■ Exercise directions
Wherever a line of the records contains "MessageStore", copy that line.

■ Provided records
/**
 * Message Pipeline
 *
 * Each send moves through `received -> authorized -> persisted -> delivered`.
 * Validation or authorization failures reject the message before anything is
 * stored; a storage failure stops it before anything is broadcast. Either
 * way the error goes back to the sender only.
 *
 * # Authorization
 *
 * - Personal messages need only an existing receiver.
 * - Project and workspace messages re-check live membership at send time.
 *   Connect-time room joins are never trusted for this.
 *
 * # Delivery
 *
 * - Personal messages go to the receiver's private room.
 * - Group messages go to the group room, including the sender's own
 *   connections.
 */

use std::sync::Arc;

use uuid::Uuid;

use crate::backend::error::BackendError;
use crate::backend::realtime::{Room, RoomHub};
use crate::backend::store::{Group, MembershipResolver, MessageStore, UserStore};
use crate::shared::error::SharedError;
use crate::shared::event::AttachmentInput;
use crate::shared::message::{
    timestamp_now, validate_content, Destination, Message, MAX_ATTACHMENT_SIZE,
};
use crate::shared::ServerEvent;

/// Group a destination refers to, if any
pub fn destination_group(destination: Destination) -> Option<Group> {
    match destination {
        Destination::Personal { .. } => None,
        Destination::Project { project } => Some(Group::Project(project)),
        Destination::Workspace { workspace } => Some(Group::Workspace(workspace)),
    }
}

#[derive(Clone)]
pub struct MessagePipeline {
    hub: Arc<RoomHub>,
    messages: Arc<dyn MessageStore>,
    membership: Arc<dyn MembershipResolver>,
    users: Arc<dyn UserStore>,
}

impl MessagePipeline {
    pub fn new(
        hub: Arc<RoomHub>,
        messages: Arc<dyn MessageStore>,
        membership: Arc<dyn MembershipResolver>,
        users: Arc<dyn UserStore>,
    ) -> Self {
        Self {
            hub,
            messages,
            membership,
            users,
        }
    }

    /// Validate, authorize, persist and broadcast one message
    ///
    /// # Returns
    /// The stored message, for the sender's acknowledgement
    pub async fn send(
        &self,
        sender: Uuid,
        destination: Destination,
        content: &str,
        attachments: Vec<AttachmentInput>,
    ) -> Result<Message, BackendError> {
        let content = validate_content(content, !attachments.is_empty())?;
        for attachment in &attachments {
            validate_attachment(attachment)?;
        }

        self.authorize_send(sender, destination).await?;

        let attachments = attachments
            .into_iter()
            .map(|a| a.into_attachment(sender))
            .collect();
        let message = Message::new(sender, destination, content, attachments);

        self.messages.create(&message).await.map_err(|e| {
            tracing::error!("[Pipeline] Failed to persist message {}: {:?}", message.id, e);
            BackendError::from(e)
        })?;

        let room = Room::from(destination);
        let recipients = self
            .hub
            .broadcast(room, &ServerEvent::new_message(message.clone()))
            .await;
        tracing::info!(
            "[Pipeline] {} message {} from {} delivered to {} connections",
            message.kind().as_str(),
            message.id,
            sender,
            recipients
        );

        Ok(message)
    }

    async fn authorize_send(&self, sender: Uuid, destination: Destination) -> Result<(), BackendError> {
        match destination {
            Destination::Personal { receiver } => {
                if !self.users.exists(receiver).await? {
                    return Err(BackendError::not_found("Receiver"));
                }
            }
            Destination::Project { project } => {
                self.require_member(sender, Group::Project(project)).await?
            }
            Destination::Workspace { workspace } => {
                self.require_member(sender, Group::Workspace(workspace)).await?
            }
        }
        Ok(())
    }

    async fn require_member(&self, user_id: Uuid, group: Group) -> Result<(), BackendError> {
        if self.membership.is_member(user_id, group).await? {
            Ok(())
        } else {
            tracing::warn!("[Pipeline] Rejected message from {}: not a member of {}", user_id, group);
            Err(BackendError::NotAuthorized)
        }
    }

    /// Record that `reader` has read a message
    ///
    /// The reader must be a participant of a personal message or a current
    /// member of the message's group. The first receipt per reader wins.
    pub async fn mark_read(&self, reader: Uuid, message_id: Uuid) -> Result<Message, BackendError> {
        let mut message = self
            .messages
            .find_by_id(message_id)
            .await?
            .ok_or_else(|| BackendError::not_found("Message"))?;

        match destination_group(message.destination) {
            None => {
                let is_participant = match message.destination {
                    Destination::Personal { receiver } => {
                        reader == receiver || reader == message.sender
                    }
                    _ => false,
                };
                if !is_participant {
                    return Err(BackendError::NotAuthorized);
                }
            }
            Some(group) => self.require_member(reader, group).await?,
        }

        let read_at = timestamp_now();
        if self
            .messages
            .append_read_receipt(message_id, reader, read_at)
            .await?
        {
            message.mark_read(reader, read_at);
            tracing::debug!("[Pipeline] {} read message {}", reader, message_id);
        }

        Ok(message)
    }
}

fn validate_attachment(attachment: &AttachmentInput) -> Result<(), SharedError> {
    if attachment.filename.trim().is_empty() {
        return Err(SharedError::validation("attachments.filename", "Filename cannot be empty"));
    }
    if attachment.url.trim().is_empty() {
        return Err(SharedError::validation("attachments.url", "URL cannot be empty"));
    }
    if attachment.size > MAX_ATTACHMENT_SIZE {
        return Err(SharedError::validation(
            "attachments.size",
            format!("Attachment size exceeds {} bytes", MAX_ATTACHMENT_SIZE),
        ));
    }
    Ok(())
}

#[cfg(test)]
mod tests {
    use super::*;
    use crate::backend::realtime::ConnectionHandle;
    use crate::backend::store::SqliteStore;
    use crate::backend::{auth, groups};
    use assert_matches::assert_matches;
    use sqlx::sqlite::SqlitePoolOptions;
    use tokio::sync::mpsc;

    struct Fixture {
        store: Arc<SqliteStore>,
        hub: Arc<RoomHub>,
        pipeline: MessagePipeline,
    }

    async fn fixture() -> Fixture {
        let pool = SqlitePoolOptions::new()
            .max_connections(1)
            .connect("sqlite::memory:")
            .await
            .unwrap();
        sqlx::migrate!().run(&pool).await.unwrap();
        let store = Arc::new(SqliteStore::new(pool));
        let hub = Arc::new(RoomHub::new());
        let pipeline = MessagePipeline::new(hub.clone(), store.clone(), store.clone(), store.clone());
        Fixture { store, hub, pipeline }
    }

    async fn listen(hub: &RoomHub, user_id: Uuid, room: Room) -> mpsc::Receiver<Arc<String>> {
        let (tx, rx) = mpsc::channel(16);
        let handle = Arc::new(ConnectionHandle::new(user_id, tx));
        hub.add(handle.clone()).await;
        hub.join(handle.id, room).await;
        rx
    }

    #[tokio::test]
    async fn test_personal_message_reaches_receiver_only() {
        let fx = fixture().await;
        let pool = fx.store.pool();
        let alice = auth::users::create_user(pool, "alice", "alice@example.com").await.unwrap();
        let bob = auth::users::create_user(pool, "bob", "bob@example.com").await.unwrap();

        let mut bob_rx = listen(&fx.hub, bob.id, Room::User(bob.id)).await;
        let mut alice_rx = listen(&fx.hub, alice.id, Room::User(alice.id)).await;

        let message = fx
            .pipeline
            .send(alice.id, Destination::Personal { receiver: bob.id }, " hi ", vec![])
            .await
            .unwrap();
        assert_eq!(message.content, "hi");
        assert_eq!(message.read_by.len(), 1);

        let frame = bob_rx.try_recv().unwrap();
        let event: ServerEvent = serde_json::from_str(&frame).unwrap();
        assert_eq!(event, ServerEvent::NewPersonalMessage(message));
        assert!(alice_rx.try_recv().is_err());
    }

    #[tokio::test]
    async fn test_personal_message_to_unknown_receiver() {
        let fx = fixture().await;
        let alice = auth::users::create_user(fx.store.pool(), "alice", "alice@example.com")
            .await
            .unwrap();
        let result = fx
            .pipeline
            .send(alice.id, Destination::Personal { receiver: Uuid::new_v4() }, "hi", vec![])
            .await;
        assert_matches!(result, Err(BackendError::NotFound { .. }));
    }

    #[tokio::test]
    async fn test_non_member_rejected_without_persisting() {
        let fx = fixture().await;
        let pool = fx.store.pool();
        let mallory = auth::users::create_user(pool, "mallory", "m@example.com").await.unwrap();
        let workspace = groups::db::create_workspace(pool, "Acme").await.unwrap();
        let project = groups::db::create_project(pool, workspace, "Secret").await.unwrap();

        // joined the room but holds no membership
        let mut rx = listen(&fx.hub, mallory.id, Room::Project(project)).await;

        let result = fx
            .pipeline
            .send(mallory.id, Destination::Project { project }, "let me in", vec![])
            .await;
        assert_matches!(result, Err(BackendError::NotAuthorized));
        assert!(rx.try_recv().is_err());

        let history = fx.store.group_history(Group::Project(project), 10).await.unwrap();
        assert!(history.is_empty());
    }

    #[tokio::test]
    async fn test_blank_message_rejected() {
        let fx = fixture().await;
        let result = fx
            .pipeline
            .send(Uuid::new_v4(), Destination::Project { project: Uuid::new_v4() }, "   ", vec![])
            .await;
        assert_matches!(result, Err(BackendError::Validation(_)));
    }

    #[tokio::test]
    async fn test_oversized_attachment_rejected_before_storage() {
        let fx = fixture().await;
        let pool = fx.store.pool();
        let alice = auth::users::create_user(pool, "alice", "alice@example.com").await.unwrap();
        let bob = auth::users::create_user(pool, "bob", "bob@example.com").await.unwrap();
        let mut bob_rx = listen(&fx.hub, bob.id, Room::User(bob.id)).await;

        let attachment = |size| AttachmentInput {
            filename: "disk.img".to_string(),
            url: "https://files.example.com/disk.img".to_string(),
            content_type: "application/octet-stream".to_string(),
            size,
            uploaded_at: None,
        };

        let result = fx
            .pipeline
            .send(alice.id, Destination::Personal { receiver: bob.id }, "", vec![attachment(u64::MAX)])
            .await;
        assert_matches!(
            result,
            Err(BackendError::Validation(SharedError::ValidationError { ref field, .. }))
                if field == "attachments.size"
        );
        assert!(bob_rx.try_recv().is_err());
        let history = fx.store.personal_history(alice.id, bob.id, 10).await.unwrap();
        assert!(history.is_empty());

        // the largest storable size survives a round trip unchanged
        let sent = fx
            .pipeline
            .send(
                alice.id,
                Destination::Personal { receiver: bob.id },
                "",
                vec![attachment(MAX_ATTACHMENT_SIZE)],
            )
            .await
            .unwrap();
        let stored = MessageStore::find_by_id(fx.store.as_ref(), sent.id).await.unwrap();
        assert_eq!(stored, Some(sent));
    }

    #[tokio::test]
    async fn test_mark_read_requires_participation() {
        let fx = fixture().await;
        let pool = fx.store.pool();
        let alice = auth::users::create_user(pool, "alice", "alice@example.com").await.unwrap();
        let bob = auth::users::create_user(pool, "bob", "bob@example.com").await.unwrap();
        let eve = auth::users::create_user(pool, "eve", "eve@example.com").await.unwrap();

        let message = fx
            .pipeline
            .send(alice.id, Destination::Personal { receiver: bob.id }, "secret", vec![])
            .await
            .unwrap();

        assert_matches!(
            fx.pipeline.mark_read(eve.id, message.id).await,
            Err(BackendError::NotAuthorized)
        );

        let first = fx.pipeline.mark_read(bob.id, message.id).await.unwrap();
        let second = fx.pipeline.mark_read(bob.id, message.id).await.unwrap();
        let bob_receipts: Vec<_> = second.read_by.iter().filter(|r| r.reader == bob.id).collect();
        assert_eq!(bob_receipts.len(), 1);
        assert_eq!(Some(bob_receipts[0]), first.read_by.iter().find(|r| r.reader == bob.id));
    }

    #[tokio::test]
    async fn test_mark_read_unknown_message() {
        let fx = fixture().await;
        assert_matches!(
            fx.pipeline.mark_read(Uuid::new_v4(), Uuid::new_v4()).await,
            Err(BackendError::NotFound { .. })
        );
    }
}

■ Exercise output
use crate::backend::store::{Group, MembershipResolver, MessageStore, UserStore};
    messages: Arc<dyn MessageStore>,
        messages: Arc<dyn MessageStore>,
        let stored = MessageStore::find_by_id(fx.store.as_ref(), sent.id).await.unwrap();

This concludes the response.